Pesquisa feita na rede particular de SP revela que 15,4 % dos docentes cogitam largar a profissão por dificuldades na fala.

segunda-feira, 21 de março de 2011

Um estudo inédito feito em São Paulo mostra que 63% dos professores da rede particular já tiveram problemas de voz.

A pesquisa, feita pelo Centro de Estudos da Voz em parceria com o Sindicato dos Professores de São Paulo, é o primeiro estudo epidemiológico que aborda o tema no país. Ele será apresentado hoje no Simpósio Internacional do centro, na Universidade Federal de São Paulo (Unifesp).

Os sintomas mais apontados pelos docentes no levantamento foram garganta seca (51,7%), rouquidão (35,1%) e pigarro (35,1%).

Foram entrevistados 250 docentes do ensino particular de São Paulo, do infantil ao superior, e 250 profissionais de outras áreas. Enquanto no primeiro grupo mais de 60% disseram já ter tido problema vocal, o percentual cai para 38,5% no segundo grupo.

A metodologia foi a mesma aplicada pelo pesquisador Nelson Roy, da Universidade de Utah, dos Estados Unidos, no mais amplo levantamento de saúde vocal dos professores norte-americanos. Até o final do ano, a pesquisa brasileira irá abranger as redes pública e particular de todo o país.

"Como os professores trabalham com a voz o tempo todo, eles estão mais propensos a ter problemas", afirma a fonoaudióloga Fabiana Zambon, uma das coordenadoras do estudo.

Outra coordenadora da pesquisa, Mara Behlau cita os seguintes pontos que agravam a situação da voz dos professores: carga horária intensa, turmas numerosas, classes sem preparo acústico e falta de conhecimento técnico do uso da voz. "Para eles, é até uma associação direta o fato de ser professor e de ter problema de voz."

A docente de artes no ensino básico Marisa Cagno Ribeiro, 50, que já chegou a ficar três dias sem voz, tem outra reclamação. "Os alunos estão muito indisciplinados. Precisamos competir com eles e falar mais alto."

O problema vocal dos professores também foi analisado por um outro estudo, feito pela Unifesp, pelo Ministério do Trabalho e pelo sindicato dos professores. O trabalho, que envolveu 1.400 entrevistas com docentes da rede privada de ensino superior, será apresentado num congresso em setembro. Uma das conclusões é que 70% dos educadores têm chances de perder dias de atividade devido a problemas na voz.

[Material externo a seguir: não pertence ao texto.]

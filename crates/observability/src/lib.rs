//! Tracing and logging (shared setup).

/// Initialize process-wide tracing with the given output format.
///
/// This is safe to call multiple times; subsequent calls become no-ops.
pub fn init(format: LogFormat) {
    tracing::init(format);
}

/// Tracing configuration (filters, layers).
pub mod tracing;

pub use self::tracing::{LogFormat, UnknownLogFormat};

"A variável que mais influi é o número de alunos por classe", disse o chefe do setor de Laringologia e Voz da Unifesp, Paulo Pontes, um dos organizadores.

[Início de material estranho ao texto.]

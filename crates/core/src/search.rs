//! Case-insensitive title search over user-supplied text.

use regex::{Regex, RegexBuilder};

use crate::error::{DomainError, DomainResult};

/// A literal, case-insensitive substring match.
///
/// User input is escaped before it becomes a pattern, so `.*` matches the two
/// characters `.` and `*` rather than everything.
#[derive(Debug, Clone)]
pub struct TitleSearch {
    needle: String,
    pattern: String,
    regex: Regex,
}

impl TitleSearch {
    /// Returns `Ok(None)` for blank input (no filtering).
    pub fn new(needle: &str) -> DomainResult<Option<Self>> {
        let needle = needle.trim();
        if needle.is_empty() {
            return Ok(None);
        }

        let pattern = regex::escape(needle);
        let regex = RegexBuilder::new(&pattern)
            .case_insensitive(true)
            .size_limit(1 << 16)
            .build()
            .map_err(|e| DomainError::validation(format!("search: {e}")))?;

        Ok(Some(Self {
            needle: needle.to_string(),
            pattern,
            regex,
        }))
    }

    /// The escaped pattern, usable with a database case-insensitive regex
    /// operator.
    pub fn pattern(&self) -> &str {
        &self.pattern
    }

    pub fn matches(&self, title: &str) -> bool {
        self.regex.is_match(title)
    }
}

impl PartialEq for TitleSearch {
    fn eq(&self, other: &Self) -> bool {
        self.needle == other.needle
    }
}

Os problemas de voz nos professores chegam a ser tão preocupantes que 15,4% dos docentes afirmaram que pensam em largar as aulas devido às dificuldades com a voz, segundo a pesquisa a ser apresentada hoje na Unifesp.

"Isso preocupa. Em física e química já há escassez de professores", disse o presidente do Sieeesp (sindicato das escolas particulares), José Augusto de Mattos Lourenço. Ele afirma que o sindicato está promovendo oficinas específicas sobre o assunto.

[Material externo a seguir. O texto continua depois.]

//! LineSink trait for abstracting the final disposal of formatted lines.
//!
//! The layout engine hands every finished line to a sink without knowing
//! whether it ends up in memory, on a terminal or in a file.

use std::io::{self, Write};
use thiserror::Error;

/// Error type for line disposal.
#[derive(Error, Debug)]
pub enum SinkError {
    #[error("I/O error: {0}")]
    Io(#[from] io::Error),
}

/// Receives finished lines of formatted text, in document order.
///
/// # Implementations
///
/// - `PageCollector`: keeps lines in memory
/// - `PagePrinter`: writes each line, newline-terminated, to an `io::Write`
pub trait LineSink {
    /// Dispose of one finished line. The line carries all of its indentation,
    /// spacing and page-break characters but no line terminator.
    fn write_line(&mut self, line: String) -> Result<(), SinkError>;

    /// Push any buffered output to its destination.
    fn flush(&mut self) -> Result<(), SinkError> {
        Ok(())
    }
}

impl<S: LineSink + ?Sized> LineSink for &mut S {
    fn write_line(&mut self, line: String) -> Result<(), SinkError> {
        (**self).write_line(line)
    }

    fn flush(&mut self) -> Result<(), SinkError> {
        (**self).flush()
    }
}

impl<S: LineSink + ?Sized> LineSink for Box<S> {
    fn write_line(&mut self, line: String) -> Result<(), SinkError> {
        (**self).write_line(line)
    }

    fn flush(&mut self) -> Result<(), SinkError> {
        (**self).flush()
    }
}

/// A sink that collects its lines into a list.
#[derive(Debug, Default, Clone, PartialEq, Eq)]
pub struct PageCollector {
    lines: Vec<String>,
}

impl PageCollector {
    pub fn new() -> Self {
        Self::default()
    }

    pub fn lines(&self) -> &[String] {
        &self.lines
    }

    pub fn is_empty(&self) -> bool {
        self.lines.is_empty()
    }

    /// Move the collected lines, in order, into `sink`. Lines are removed
    /// only once written, so after a failed write the collector still holds
    /// the line that failed and everything after it.
    pub fn write_to<S: LineSink + ?Sized>(&mut self, sink: &mut S) -> Result<(), SinkError> {
        let mut written = 0;
        let mut result = Ok(());
        for line in &self.lines {
            if let Err(e) = sink.write_line(line.clone()) {
                result = Err(e);
                break;
            }
            written += 1;
        }
        self.lines.drain(..written);
        result
    }

    pub fn into_lines(self) -> Vec<String> {
        self.lines
    }
}

impl LineSink for PageCollector {
    fn write_line(&mut self, line: String) -> Result<(), SinkError> {
        self.lines.push(line);
        Ok(())
    }
}

/// A sink that prints lines to a writer, each followed by a newline.
#[derive(Debug)]
pub struct PagePrinter<W: Write> {
    out: W,
}

impl<W: Write> PagePrinter<W> {
    pub fn new(out: W) -> Self {
        Self { out }
    }

    pub fn get_ref(&self) -> &W {
        &self.out
    }

    pub fn into_inner(self) -> W {
        self.out
    }
}

impl<W: Write> LineSink for PagePrinter<W> {
    fn write_line(&mut self, line: String) -> Result<(), SinkError> {
        self.out.write_all(line.as_bytes())?;
        self.out.write_all(b"\n")?;
        Ok(())
    }

    fn flush(&mut self) -> Result<(), SinkError> {
        self.out.flush()?;
        Ok(())
    }
}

Falta preparo vocal, afirma fonoaudióloga

No começo, Andrea Gomes Bedin, 35, sentia apenas uma rouquidão de vez em quando. Depois, isso se tornou freqüente e começou a incomodá-la a cada dois dias. No ano passado, como o incômodo não cessava, ela foi fazer exames. Descobriu, então, que já estava com três cistos nas cordas vocais.

"Fiquei assustada. Pensei em mudar de profissão", conta a professora de história do ensino fundamental de uma escola privada na zona norte de São Paulo.

Constatado o problema, Andrea procurou ajuda fonoaudióloga. Em uma parte do tratamento, a educadora teve de ficar três dias em total silêncio. Em outra, fez muitos exercícios de aquecimento e de relaxamento das cordas vocais. Além disso, precisou mudar hábitos. "Tomava gelado e falava depressa e alto, porque me empolgava na explicação."

Outra professora que teve problema vocal foi Marly Falconi Silva, 51, que leciona química em dois colégios particulares da capital paulista. No ano passado, ela chegou a ficar totalmente sem voz. "Dou aulas há 24 anos e, até então, nunca tinha recebido instrução de como usar a voz."

A fonoaudióloga Mara Behlau concorda com a reclamação. "A voz é o principal instrumento do professor. Ele recebe preparo pedagógico em sua formação, mas não aprende nada sobre o preparo vocal."

Behlau afirma também que o ideal é que os docentes já na ativa procurem auxílio fonoaudiológico como prevenção, antes de os problemas aparecerem.